Il test rapido antigenico ha tra le proprie funzionalità la capacità di riconoscere l’antigene presente sul virus. Gli antigeni possono essere indicati come delle proteine che sono presenti nelle RNA del virus stesso, la cui presenza può far sospettare l’avvenuta infezione.

Sicuramente questa tipologia è la più facile da reperire sia personalmente che online, in quanto sempre più portali e negozi sono in grado di offrire ai propri clienti ogni tipo di risposta.

Anche in questo caso bisogna analizzare un campione di muco da prelevare in entrambe le narici del soggetto interessato. Per farlo basterà avvalersi di un bastoncino cotonato da inserire nelle narici e premere nella soluzione fisiologica in dotazione nel kit.

Fatto ciò basterà agitare la fialetta per il numero di secondi indicati dal produttore e versarne qualche goccia sulla casellina del test.

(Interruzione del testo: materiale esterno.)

//! Versioned Result Store — append-only analysis history per (user, company).
//!
//! Two backends implement the same `EntryBackend` contract: an index (PostgreSQL, or an
//! in-memory arena when no database is configured) and a structured file tree. Appends go
//! to both under a per-key lock; reads prefer the index and fall back to scanning files.
//! Both resolve "latest" with the same ordering: timestamp descending, then sequence
//! descending.

pub mod fs;
pub mod memory;
pub mod postgres;
pub mod timestamp;

use std::cmp::Ordering;
use std::collections::{HashMap, HashSet};
use std::fmt;
use std::str::FromStr;
use std::sync::Arc;

use async_trait::async_trait;
use chrono::{DateTime, Utc};
use serde::{Deserialize, Serialize};
use thiserror::Error;
use tokio::sync::Mutex;
use tracing::{info, warn};
use uuid::Uuid;

use crate::analysis::ComponentReport;
use crate::errors::EngineError;
use crate::matching::ComparisonResult;
use crate::scoring::{AtsResult, Recommendation};

pub use fs::FsBackend;
pub use memory::MemoryIndex;
pub use postgres::PgIndex;

// ────────────────────────────────────────────────────────────────────────────
// Keys and entry model
// ────────────────────────────────────────────────────────────────────────────

#[derive(Debug, Clone, Copy, PartialEq, Eq, Hash, Serialize, Deserialize)]
#[serde(rename_all = "snake_case")]
pub enum AnalysisKind {
    Comparison,
    ComponentAnalysis,
    AtsCalculation,
    Recommendation,
}

impl AnalysisKind {
    pub const ALL: [AnalysisKind; 4] = [
        AnalysisKind::Comparison,
        AnalysisKind::ComponentAnalysis,
        AnalysisKind::AtsCalculation,
        AnalysisKind::Recommendation,
    ];

    pub fn as_str(&self) -> &'static str {
        match self {
            AnalysisKind::Comparison => "comparison",
            AnalysisKind::ComponentAnalysis => "component_analysis",
            AnalysisKind::AtsCalculation => "ats_calculation",
            AnalysisKind::Recommendation => "recommendation",
        }
    }
}

impl fmt::Display for AnalysisKind {
    fn fmt(&self, f: &mut fmt::Formatter<'_>) -> fmt::Result {
        f.write_str(self.as_str())
    }
}

impl FromStr for AnalysisKind {
    type Err = String;

    fn from_str(s: &str) -> Result<Self, Self::Err> {
        AnalysisKind::ALL
            .into_iter()
            .find(|k| k.as_str() == s)
            .ok_or_else(|| format!("unknown analysis kind '{s}'"))
    }
}

/// Identifies one versioned log. The company name is slugged so it is safe as a path
/// segment and stable across spelling variants ("Acme Corp" == "acme-corp").
#[derive(Debug, Clone, PartialEq, Eq, Hash, Serialize, Deserialize)]
pub struct LogKey {
    pub user_id: Uuid,
    pub company: String,
}
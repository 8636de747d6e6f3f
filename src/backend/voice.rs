//! Voice pipeline endpoints: transcribe, structure, save
//!
//! The three calls are strictly sequential in the capture lifecycle. Each
//! is a single attempt; any failure halts the pipeline at that stage.

use std::path::Path;

use reqwest::multipart::{Form, Part};
use serde::{Deserialize, Serialize};

use super::types::StructuredFields;
use super::{error_from_response, http_client, BackendError};

/// Transcription result for one assembled recording.
#[derive(Debug, Clone)]
pub struct Transcription {
    pub transcript: String,
    /// Transcription confidence in [0.0, 1.0]
    pub confidence: f64,
}

#[derive(Debug, Deserialize)]
struct TranscribeResponse {
    success: bool,
    #[serde(default)]
    transcript: String,
    #[serde(default)]
    confidence: f64,
    #[serde(default)]
    error: Option<String>,
}

#[derive(Debug, Deserialize)]
struct StructureResponse {
    success: bool,
    #[serde(default)]
    structured: Option<StructuredFields>,
    #[serde(default)]
    error: Option<String>,
}

#[derive(Debug, Deserialize)]
struct SaveResponse {
    success: bool,
    #[serde(default)]
    id: Option<String>,
    #[serde(default)]
    error: Option<String>,
}

#[derive(Debug, Serialize, Deserialize)]
pub struct HealthStatus {
    #[serde(default)]
    pub status: String,
    #[serde(default)]
    pub database: String,
}

/// Upload the assembled recording for transcription.
pub async fn transcribe(
    base: &str,
    patient_id: &str,
    wav_path: &Path,
) -> Result<Transcription, BackendError> {
    let file_bytes = tokio::fs::read(wav_path)
        .await
        .map_err(|e| BackendError::FileRead(e.to_string()))?;

    let filename = wav_path
        .file_name()
        .and_then(|n| n.to_str())
        .unwrap_or("recording.wav")
        .to_string();

    log::info!(
        "Transcribing recording: {} ({} bytes) for patient {}",
        filename,
        file_bytes.len(),
        patient_id
    );

    let file_part = Part::bytes(file_bytes)
        .file_name(filename)
        .mime_str("audio/wav")
        .map_err(|e| BackendError::Parse(e.to_string()))?;

    let form = Form::new()
        .part("audio_data", file_part)
        .text("patient_id", patient_id.to_string());

    let response = http_client()
        .post(format!("{}/api/voice/transcribe", base))
        .multipart(form)
        .send()
        .await
        .map_err(|e| BackendError::Network(e.to_string()))?;

    if !response.status().is_success() {
        return Err(error_from_response(response).await);
    }

    let body: TranscribeResponse = response
        .json()
        .await
        .map_err(|e| BackendError::Parse(e.to_string()))?;

    if !body.success {
        return Err(BackendError::Rejected(
            body.error.unwrap_or_else(|| "Transcription failed".into()),
        ));
    }

    log::info!(
        "Transcription complete: {} chars, confidence {:.1}%",
        body.transcript.len(),
        body.confidence * 100.0
    );

    Ok(Transcription {
        transcript: body.transcript.trim().to_string(),
        confidence: body.confidence.clamp(0.0, 1.0),
    })
}

/// Send the transcript through the AI structuring endpoint.
pub async fn structure(
    base: &str,
    patient_id: &str,
    notes: &str,
) -> Result<StructuredFields, BackendError> {
    log::info!(
        "Structuring {} chars of notes for patient {}",
        notes.len(),
        patient_id
    );

    let response = http_client()
        .post(format!("{}/api/voice/process", base))
        .json(&serde_json::json!({
            "patient_id": patient_id,
            "notes": notes.trim(),
        }))
        .send()
        .await
        .map_err(|e| BackendError::Network(e.to_string()))?;

    if !response.status().is_success() {
        return Err(error_from_response(response).await);
    }

    let body: StructureResponse = response
        .json()
        .await
        .map_err(|e| BackendError::Parse(e.to_string()))?;

    if !body.success {
        return Err(BackendError::Rejected(
            body.error.unwrap_or_else(|| "Structuring failed".into()),
        ));
    }

    body.structured
        .ok_or_else(|| BackendError::Parse("missing 'structured' in response".into()))
}

/// Persist the reviewed note. Returns the generated record id.
pub async fn save(
    base: &str,
    patient_id: &str,
    raw_notes: &str,
    structured: &StructuredFields,
    confidence: f64,
) -> Result<String, BackendError> {
    let response = http_client()
        .post(format!("{}/api/voice/save", base))
        .json(&serde_json::json!({
            "patient_id": patient_id,
            "raw_notes": raw_notes,
            "structured": structured,
            "confidence": confidence,
        }))
        .send()
        .await
        .map_err(|e| BackendError::Network(e.to_string()))?;

    if !response.status().is_success() {
        return Err(error_from_response(response).await);
    }

    let body: SaveResponse = response
        .json()
        .await
        .map_err(|e| BackendError::Parse(e.to_string()))?;

    if !body.success {
        return Err(BackendError::Rejected(
            body.error.unwrap_or_else(|| "Save failed".into()),
        ));
    }

    let id = body.id.unwrap_or_default();
    log::info!("Note saved, record id: {}", id);
    Ok(id)
}

/// Backend liveness probe for the status display.
pub async fn health(base: &str) -> Result<HealthStatus, BackendError> {
    let response = http_client()
        .get(format!("{}/health", base))
        .send()
        .await
        .map_err(|e| BackendError::Network(e.to_string()))?;

    if !response.status().is_success() {
        return Err(error_from_response(response).await);
    }

    response
        .json()
        .await
        .map_err(|e| BackendError::Parse(e.to_string()))
}
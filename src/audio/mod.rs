//! Audio capture pipeline for Myora
//!
//! Microphone input fans out to three consumers: the frame encoder (fixed
//! one-second PCM frames over a one-way channel), the WAV writer for the
//! transcription upload, and the live level meter.

pub mod frames;
pub mod level;
mod paths;
pub mod recorder;

pub use frames::{create_frame_channel, FrameReceiver, FrameSender};
pub use level::{create_level_channel, run_level_meter, LevelReceiver, LevelSender};
pub use paths::{cleanup_old_recordings, create_temp_audio_dir, generate_wav_path};
pub use recorder::{AudioError, AudioRecorder, RecordingHandle, StoppedRecording};
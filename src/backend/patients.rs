//! Patient CRUD passthroughs
//!
//! The backend keys patients by name in query params; preserved as-is
//! since the store is an external collaborator.

use serde::{Deserialize, Serialize};

use super::types::{Envelope, Patient};
use super::{error_from_response, http_client, BackendError};

/// Payload for creating or updating a patient.
#[derive(Debug, Clone, Default, Serialize, Deserialize)]
#[serde(default)]
pub struct PatientInput {
    pub id: String,
    pub name: String,
    pub age: u32,
    pub condition: String,
    pub history: Vec<String>,
    #[serde(rename = "lastVisit")]
    pub last_visit: String,
    pub phone: String,
}

async fn unwrap_envelope<T>(response: reqwest::Response) -> Result<Option<T>, BackendError>
where
    T: serde::de::DeserializeOwned + Default,
{
    if !response.status().is_success() {
        return Err(error_from_response(response).await);
    }

    let envelope: Envelope<T> = response
        .json()
        .await
        .map_err(|e| BackendError::Parse(e.to_string()))?;

    if !envelope.is_success() {
        return Err(BackendError::Rejected(
            envelope
                .message
                .unwrap_or_else(|| "Backend reported failure".into()),
        ));
    }

    Ok(envelope.data)
}

/// Fetch all patients.
pub async fn list(base: &str) -> Result<Vec<Patient>, BackendError> {
    let response = http_client()
        .get(format!("{}/api/patients/", base))
        .send()
        .await
        .map_err(|e| BackendError::Network(e.to_string()))?;

    Ok(unwrap_envelope(response).await?.unwrap_or_default())
}

/// Create a patient record.
pub async fn add(base: &str, patient: &PatientInput) -> Result<(), BackendError> {
    let response = http_client()
        .post(format!("{}/api/patients/", base))
        .json(patient)
        .send()
        .await
        .map_err(|e| BackendError::Network(e.to_string()))?;

    unwrap_envelope::<serde_json::Value>(response).await?;
    Ok(())
}

/// Update the patient currently known as `name`.
pub async fn update(base: &str, name: &str, patient: &PatientInput) -> Result<(), BackendError> {
    let response = http_client()
        .put(format!("{}/api/patients/", base))
        .query(&[("name", name)])
        .json(patient)
        .send()
        .await
        .map_err(|e| BackendError::Network(e.to_string()))?;

    unwrap_envelope::<serde_json::Value>(response).await?;
    Ok(())
}

/// Delete the patient known as `name`.
pub async fn delete(base: &str, name: &str) -> Result<(), BackendError> {
    let response = http_client()
        .delete(format!("{}/api/patients/", base))
        .query(&[("name", name)])
        .send()
        .await
        .map_err(|e| BackendError::Network(e.to_string()))?;

    unwrap_envelope::<serde_json::Value>(response).await?;
    Ok(())
}

/// Fetch saved notes for a patient. Shape is backend-defined, passed
/// through to the UI untouched.
pub async fn notes(base: &str, name: &str) -> Result<serde_json::Value, BackendError> {
    let response = http_client()
        .get(format!("{}/api/patients/notes", base))
        .query(&[("name", name)])
        .send()
        .await
        .map_err(|e| BackendError::Network(e.to_string()))?;

    Ok(unwrap_envelope(response)
        .await?
        .unwrap_or(serde_json::Value::Null))
}
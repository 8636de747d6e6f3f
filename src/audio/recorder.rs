//! Microphone capture using CPAL, WAV assembly using hound
//!
//! The capture callback downmixes the device stream to mono and feeds three
//! independent consumers: the frame encoder (fixed one-second PCM frames),
//! the WAV writer (the assembled recording uploaded for transcription), and
//! the level-meter channel. The frame encoder lives inside the callback
//! closure, so frame emission happens on the audio thread and reaches the
//! rest of the app only through its channel.

use std::path::PathBuf;
use std::sync::atomic::{AtomicBool, AtomicU64, Ordering};
use std::sync::{Arc, Mutex};

use cpal::traits::{DeviceTrait, HostTrait, StreamTrait};
use cpal::{Device, SampleFormat, Stream, StreamConfig};
use hound::{WavSpec, WavWriter};
use uuid::Uuid;

use super::frames::{encode_sample, FrameEncoder, FrameSender};
use super::level::LevelSender;
use super::paths::generate_wav_path;

type SharedWavWriter = Arc<Mutex<Option<WavWriter<std::io::BufWriter<std::fs::File>>>>>;

/// Errors that can occur during audio capture.
#[derive(Debug, Clone)]
pub enum AudioError {
    NoInputDevice,
    NoSupportedConfig,
    StreamCreationFailed(String),
    FileCreationFailed(String),
    WriteFailed(String),
}

impl std::fmt::Display for AudioError {
    fn fmt(&self, f: &mut std::fmt::Formatter<'_>) -> std::fmt::Result {
        match self {
            AudioError::NoInputDevice => write!(f, "No microphone found"),
            AudioError::NoSupportedConfig => write!(f, "No supported audio configuration"),
            AudioError::StreamCreationFailed(e) => {
                write!(f, "Failed to create audio stream: {}", e)
            }
            AudioError::FileCreationFailed(e) => write!(f, "Failed to create WAV file: {}", e),
            AudioError::WriteFailed(e) => write!(f, "Failed to write audio data: {}", e),
        }
    }
}

impl std::error::Error for AudioError {}

/// A finished recording, ready for the transcription boundary.
#[derive(Debug, Clone)]
pub struct StoppedRecording {
    pub wav_path: PathBuf,
    pub sample_count: u64,
    pub duration_ms: u64,
}

/// Handle to an active recording.
pub struct RecordingHandle {
    _stream: Stream,
    writer: SharedWavWriter,
    is_recording: Arc<AtomicBool>,
    samples_written: Arc<AtomicU64>,
    sample_rate: u32,
    wav_path: PathBuf,
}

impl RecordingHandle {
    /// Stop capture and finalize the WAV file. Safe to call even if the
    /// stream never delivered a sample; the caller decides what an empty
    /// capture means.
    pub fn stop(self) -> Result<StoppedRecording, AudioError> {
        self.is_recording.store(false, Ordering::SeqCst);

        let mut writer_guard = self.writer.lock().unwrap();
        if let Some(writer) = writer_guard.take() {
            writer
                .finalize()
                .map_err(|e| AudioError::WriteFailed(e.to_string()))?;
        }

        let sample_count = self.samples_written.load(Ordering::SeqCst);
        let duration_ms = sample_count * 1000 / self.sample_rate.max(1) as u64;

        log::info!(
            "Recording stopped: {:?} ({} samples, {}ms)",
            self.wav_path,
            sample_count,
            duration_ms
        );

        Ok(StoppedRecording {
            wav_path: self.wav_path,
            sample_count,
            duration_ms,
        })
    }
}

/// Microphone recorder bound to the default input device.
pub struct AudioRecorder {
    device: Device,
    config: StreamConfig,
    sample_format: SampleFormat,
}

impl AudioRecorder {
    pub fn new() -> Result<Self, AudioError> {
        let host = cpal::default_host();

        let device = host
            .default_input_device()
            .ok_or(AudioError::NoInputDevice)?;

        log::info!("Using audio input device: {:?}", device.name());

        let supported_config = device
            .default_input_config()
            .map_err(|_| AudioError::NoSupportedConfig)?;

        log::info!(
            "Audio config: {} Hz, {} channels, {:?}",
            supported_config.sample_rate().0,
            supported_config.channels(),
            supported_config.sample_format()
        );

        let sample_format = supported_config.sample_format();
        let config: StreamConfig = supported_config.into();

        Ok(Self {
            device,
            config,
            sample_format,
        })
    }

    /// Negotiated capture rate in Hz. One emitted frame is exactly one
    /// second at this rate.
    pub fn sample_rate(&self) -> u32 {
        self.config.sample_rate.0
    }

    /// Start capturing. Frames go out on `frame_tx`, instantaneous level
    /// samples on `level_tx`; the WAV lands under the temp audio dir.
    pub fn start(
        &self,
        recording_id: Uuid,
        frame_tx: FrameSender,
        level_tx: LevelSender,
    ) -> Result<(RecordingHandle, PathBuf), AudioError> {
        let wav_path = generate_wav_path(recording_id)
            .map_err(|e| AudioError::FileCreationFailed(e.to_string()))?;

        let spec = WavSpec {
            channels: 1,
            sample_rate: self.config.sample_rate.0,
            bits_per_sample: 16,
            sample_format: hound::SampleFormat::Int,
        };

        let writer = WavWriter::create(&wav_path, spec)
            .map_err(|e| AudioError::FileCreationFailed(e.to_string()))?;

        let writer = Arc::new(Mutex::new(Some(writer)));
        let is_recording = Arc::new(AtomicBool::new(true));
        let samples_written = Arc::new(AtomicU64::new(0));

        let stream = self.build_stream(
            writer.clone(),
            is_recording.clone(),
            samples_written.clone(),
            frame_tx,
            level_tx,
        )?;

        stream.play().map_err(|e| {
            AudioError::StreamCreationFailed(format!("Failed to start stream: {}", e))
        })?;

        log::info!("Recording started: {:?}", wav_path);

        let handle = RecordingHandle {
            _stream: stream,
            writer,
            is_recording,
            samples_written,
            sample_rate: self.config.sample_rate.0,
            wav_path: wav_path.clone(),
        };

        Ok((handle, wav_path))
    }

    fn build_stream(
        &self,
        writer: SharedWavWriter,
        is_recording: Arc<AtomicBool>,
        samples_written: Arc<AtomicU64>,
        frame_tx: FrameSender,
        level_tx: LevelSender,
    ) -> Result<Stream, AudioError> {
        let err_fn = |err| log::error!("Audio stream error: {}", err);

        match self.sample_format {
            SampleFormat::I16 => self.build_stream_typed::<i16>(
                writer,
                is_recording,
                samples_written,
                frame_tx,
                level_tx,
                err_fn,
            ),
            SampleFormat::U16 => self.build_stream_typed::<u16>(
                writer,
                is_recording,
                samples_written,
                frame_tx,
                level_tx,
                err_fn,
            ),
            SampleFormat::F32 => self.build_stream_typed::<f32>(
                writer,
                is_recording,
                samples_written,
                frame_tx,
                level_tx,
                err_fn,
            ),
            _ => Err(AudioError::NoSupportedConfig),
        }
    }

    fn build_stream_typed<T>(
        &self,
        writer: SharedWavWriter,
        is_recording: Arc<AtomicBool>,
        samples_written: Arc<AtomicU64>,
        frame_tx: FrameSender,
        level_tx: LevelSender,
        err_fn: impl FnMut(cpal::StreamError) + Send + 'static,
    ) -> Result<Stream, AudioError>
    where
        T: cpal::SizedSample + cpal::Sample<Float = f32> + Send + 'static,
    {
        let config = self.config.clone();
        let channels = config.channels.max(1) as usize;

        // The encoder is owned by the callback closure: its sample buffer
        // never leaves the audio thread, only finished frames do.
        let mut encoder = FrameEncoder::new(config.sample_rate.0 as usize, frame_tx);
        let mut mono = Vec::<f32>::new();
        let mut pcm = Vec::<i16>::new();

        let stream = self
            .device
            .build_input_stream(
                &config,
                move |data: &[T], _: &cpal::InputCallbackInfo| {
                    if !is_recording.load(Ordering::SeqCst) {
                        return;
                    }

                    // Downmix: first channel of each interleaved frame.
                    mono.clear();
                    pcm.clear();
                    for frame in data.chunks(channels) {
                        let sample = frame[0].to_float_sample();
                        mono.push(sample);
                        pcm.push(encode_sample(sample));
                    }

                    encoder.push_quantum(&mono);

                    // Fire-and-forget; the meter drops stale batches itself.
                    let _ = level_tx.try_send(pcm.clone());

                    let mut guard = writer.lock().unwrap();
                    if let Some(ref mut w) = *guard {
                        for &sample in &pcm {
                            if w.write_sample(sample).is_err() {
                                log::error!("Failed to write sample");
                                return;
                            }
                        }
                        samples_written.fetch_add(pcm.len() as u64, Ordering::SeqCst);
                    }
                },
                err_fn,
                None,
            )
            .map_err(|e| AudioError::StreamCreationFailed(e.to_string()))?;

        Ok(stream)
    }
}

#[cfg(test)]
mod tests {
    use super::*;

    #[test]
    fn audio_error_messages_are_user_facing() {
        assert_eq!(AudioError::NoInputDevice.to_string(), "No microphone found");
        assert!(AudioError::StreamCreationFailed("busy".into())
            .to_string()
            .contains("busy"));
    }

    #[test]
    fn stopped_recording_duration_math() {
        let rec = StoppedRecording {
            wav_path: PathBuf::from("/tmp/x.wav"),
            sample_count: 48_000,
            duration_ms: 48_000 * 1000 / 48_000,
        };
        assert_eq!(rec.duration_ms, 1000);
    }
}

La soluzione farà effetto e nel giro di circa 15 minuti sarà possibile conoscere la propria condizione in merito alla presenza o l’assenza del Covid 19 nel proprio organismo. Attualmente questo tipo di test ha un costo davvero esiguo, in quanto può essere acquistato a cifre inferiori ai 5 €.

Per ottenere la certificazione verde è necessario effettuare questo tipo di controllo in farmacia, mentre nel caso in cui si volesse tener monitorata la propria situazione basterà effettuarlo tra le mura domestiche.

In questo caso però, il test avrà come unica funzione quella di riferire l’esito del test, poiché non sarà possibile in alcun modo ottenere il Green pass provvisorio.

Il test sierologico e il tampone molecolare

Il test molecolare è sicuramente la tipologia più precisa e richiesta in merito alla rilevazione del COVID-19.

Questo perché viene eseguito da operatori sanitari qualificati, i quali hanno a propria disposizione dei mezzi certificati in grado di procedere nella maniera più accurata per quanto riguarda la raccolta dei campioni biologici.

Allo stesso tempo il metodo di analisi e più approfondito e ciò comporterà dei risultati più precisi nella ricerca del virus.

Il test sierologico invece, si basa sull’analisi di un campione di sangue che permette di scovare l’eventuale presenza del Covid 19.

Anche questo tipo di test è davvero molto semplice da eseguire, in quanto basterà una piccola quantità di sangue per scovare la presenza del virus. A differenza di tutti gli altri casi però, questo tipo di controllo è raccomandato solamente nel caso in cui si volesse scoprire la presenza di anticorpi IGM.

Il sierologico è infatti indicato laddove si voglia scoprire quando si è stati positivi al test e non nel momento in cui lo si sospetta di essere, in quanto il suo valore è retroattivo.

Ad oggi quindi, possiamo dichiarare che il test più efficace è sicuramente quello molecolare, anche se non è sempre così facile effettuarlo in quanto i tempi d’attesa possono essere davvero lunghi e snervanti.